● TASK PROMPT
Beneath this instruction is a block of data; output from it exactly the lines that run from the one containing "impl StructurePiece for Room" through the one containing "for side in", inclusive.

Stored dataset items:
╭──

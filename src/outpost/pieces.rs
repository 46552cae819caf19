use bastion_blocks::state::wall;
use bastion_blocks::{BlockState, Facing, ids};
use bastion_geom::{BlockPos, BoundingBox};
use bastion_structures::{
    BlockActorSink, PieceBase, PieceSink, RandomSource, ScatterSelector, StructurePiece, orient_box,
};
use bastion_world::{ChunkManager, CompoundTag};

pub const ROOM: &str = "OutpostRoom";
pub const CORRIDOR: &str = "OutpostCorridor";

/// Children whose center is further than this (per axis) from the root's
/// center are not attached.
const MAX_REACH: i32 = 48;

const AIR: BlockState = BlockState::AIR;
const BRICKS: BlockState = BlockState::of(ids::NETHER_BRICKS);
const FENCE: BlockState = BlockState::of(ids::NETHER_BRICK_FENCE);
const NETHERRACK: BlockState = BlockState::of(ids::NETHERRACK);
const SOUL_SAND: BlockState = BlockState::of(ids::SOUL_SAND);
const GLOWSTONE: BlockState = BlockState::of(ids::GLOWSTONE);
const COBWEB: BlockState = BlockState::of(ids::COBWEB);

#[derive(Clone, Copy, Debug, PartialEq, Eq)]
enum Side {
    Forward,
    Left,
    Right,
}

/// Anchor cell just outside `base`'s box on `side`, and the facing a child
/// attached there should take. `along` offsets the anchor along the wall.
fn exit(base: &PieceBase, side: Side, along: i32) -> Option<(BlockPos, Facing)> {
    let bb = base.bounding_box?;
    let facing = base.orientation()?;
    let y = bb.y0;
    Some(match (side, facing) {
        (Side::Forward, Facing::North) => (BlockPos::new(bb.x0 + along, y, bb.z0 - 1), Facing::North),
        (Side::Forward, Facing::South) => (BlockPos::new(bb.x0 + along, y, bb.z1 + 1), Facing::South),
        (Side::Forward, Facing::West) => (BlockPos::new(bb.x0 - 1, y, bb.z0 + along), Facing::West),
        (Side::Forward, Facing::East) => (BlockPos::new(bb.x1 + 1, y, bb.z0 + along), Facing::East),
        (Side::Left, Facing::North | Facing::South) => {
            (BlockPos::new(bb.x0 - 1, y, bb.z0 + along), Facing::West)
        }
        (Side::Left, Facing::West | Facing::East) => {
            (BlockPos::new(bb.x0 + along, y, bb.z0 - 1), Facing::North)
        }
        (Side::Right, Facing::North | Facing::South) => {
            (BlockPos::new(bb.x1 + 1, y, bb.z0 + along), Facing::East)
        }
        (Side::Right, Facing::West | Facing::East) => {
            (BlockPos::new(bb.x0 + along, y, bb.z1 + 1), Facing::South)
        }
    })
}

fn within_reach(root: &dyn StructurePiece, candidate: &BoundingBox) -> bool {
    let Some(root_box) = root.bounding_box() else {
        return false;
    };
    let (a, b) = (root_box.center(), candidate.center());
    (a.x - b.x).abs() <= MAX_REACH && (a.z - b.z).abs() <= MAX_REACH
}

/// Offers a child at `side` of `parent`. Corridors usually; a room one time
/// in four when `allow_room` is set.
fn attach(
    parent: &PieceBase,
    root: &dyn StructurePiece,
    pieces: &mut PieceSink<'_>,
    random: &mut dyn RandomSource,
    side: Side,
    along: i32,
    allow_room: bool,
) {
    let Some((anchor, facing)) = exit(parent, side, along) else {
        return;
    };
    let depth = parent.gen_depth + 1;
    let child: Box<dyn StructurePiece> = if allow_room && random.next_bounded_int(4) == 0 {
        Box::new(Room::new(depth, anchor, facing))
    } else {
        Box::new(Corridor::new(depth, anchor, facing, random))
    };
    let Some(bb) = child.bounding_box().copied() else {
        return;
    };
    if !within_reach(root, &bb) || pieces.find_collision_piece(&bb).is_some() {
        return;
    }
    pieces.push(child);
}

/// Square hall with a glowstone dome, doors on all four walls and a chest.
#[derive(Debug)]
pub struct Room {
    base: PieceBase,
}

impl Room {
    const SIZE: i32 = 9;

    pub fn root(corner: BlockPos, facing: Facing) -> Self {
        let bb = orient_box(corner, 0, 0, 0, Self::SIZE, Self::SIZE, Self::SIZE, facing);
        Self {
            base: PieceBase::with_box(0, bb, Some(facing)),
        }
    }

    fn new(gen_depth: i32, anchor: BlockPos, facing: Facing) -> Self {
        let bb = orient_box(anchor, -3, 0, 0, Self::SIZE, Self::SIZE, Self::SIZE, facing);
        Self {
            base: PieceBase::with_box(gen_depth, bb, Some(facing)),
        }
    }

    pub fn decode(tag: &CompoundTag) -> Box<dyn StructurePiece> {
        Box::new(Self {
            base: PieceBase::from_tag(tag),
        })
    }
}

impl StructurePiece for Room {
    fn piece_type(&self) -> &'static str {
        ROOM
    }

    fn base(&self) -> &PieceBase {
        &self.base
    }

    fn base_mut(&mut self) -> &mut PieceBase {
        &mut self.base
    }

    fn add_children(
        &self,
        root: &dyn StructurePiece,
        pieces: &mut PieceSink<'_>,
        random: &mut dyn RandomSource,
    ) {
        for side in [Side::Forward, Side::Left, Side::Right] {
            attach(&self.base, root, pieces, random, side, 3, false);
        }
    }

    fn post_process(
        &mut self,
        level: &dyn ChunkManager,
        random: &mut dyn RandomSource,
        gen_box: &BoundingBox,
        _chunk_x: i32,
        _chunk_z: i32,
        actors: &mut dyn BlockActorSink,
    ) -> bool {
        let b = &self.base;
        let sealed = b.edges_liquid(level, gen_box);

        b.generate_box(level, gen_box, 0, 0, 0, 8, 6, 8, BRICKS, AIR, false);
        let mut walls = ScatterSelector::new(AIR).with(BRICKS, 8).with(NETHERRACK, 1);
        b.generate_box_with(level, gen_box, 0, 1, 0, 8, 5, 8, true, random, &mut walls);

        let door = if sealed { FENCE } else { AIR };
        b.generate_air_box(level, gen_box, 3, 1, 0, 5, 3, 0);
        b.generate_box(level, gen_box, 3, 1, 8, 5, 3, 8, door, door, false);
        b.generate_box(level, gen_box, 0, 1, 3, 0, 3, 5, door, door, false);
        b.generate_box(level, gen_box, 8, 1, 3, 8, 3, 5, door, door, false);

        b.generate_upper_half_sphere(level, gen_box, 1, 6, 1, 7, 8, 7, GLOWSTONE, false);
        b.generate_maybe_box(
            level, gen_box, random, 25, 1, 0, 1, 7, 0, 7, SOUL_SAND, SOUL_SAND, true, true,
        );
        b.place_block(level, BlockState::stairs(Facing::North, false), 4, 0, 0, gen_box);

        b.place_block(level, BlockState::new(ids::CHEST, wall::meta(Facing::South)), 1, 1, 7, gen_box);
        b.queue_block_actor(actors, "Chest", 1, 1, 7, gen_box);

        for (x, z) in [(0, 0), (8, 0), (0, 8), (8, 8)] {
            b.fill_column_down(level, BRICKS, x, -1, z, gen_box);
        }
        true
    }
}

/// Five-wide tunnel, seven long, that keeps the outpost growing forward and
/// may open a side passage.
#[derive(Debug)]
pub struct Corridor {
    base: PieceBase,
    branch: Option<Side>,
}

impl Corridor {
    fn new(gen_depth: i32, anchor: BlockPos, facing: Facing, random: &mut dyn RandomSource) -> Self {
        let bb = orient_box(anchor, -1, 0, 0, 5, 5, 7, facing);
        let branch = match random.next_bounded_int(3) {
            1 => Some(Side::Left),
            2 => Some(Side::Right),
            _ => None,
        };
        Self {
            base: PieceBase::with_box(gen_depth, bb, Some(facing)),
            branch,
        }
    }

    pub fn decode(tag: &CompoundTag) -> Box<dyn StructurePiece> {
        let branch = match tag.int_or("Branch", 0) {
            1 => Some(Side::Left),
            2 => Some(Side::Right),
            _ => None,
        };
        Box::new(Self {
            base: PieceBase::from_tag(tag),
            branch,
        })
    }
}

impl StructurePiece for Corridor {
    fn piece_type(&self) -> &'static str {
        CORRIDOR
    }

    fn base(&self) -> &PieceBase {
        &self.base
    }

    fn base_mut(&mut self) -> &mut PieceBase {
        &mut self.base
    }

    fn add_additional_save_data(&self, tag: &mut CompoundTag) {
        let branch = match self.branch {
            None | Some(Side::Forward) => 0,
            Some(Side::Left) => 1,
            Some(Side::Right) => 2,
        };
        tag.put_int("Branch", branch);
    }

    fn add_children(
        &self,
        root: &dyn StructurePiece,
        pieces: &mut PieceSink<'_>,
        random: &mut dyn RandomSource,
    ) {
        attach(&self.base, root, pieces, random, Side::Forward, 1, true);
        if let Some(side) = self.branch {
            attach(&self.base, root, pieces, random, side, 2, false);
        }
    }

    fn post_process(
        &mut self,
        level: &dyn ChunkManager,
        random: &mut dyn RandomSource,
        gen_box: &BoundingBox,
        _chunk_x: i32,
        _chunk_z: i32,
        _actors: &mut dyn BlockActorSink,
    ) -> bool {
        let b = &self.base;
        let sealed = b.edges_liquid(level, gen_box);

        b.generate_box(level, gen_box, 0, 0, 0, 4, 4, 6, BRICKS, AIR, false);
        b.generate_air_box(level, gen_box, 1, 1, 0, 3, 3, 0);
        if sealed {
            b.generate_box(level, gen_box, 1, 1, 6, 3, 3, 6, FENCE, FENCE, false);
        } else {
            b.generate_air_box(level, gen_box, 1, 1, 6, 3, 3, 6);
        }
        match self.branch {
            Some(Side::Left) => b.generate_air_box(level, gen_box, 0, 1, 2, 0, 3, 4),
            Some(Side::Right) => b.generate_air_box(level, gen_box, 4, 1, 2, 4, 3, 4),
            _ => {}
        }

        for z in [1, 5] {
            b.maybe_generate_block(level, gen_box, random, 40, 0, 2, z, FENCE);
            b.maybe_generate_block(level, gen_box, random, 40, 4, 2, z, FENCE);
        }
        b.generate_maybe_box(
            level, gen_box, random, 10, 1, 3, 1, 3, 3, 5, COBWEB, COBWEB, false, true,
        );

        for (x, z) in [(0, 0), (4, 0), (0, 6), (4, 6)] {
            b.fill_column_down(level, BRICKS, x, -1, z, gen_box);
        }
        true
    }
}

╰──

● RESPONSE
impl StructurePiece for Room {
    fn piece_type(&self) -> &'static str {
        ROOM
    }

    fn base(&self) -> &PieceBase {
        &self.base
    }

    fn base_mut(&mut self) -> &mut PieceBase {
        &mut self.base
    }

    fn add_children(
        &self,
        root: &dyn StructurePiece,
        pieces: &mut PieceSink<'_>,
        random: &mut dyn RandomSource,
    ) {
        for side in [Side::Forward, Side::Left, Side::Right] {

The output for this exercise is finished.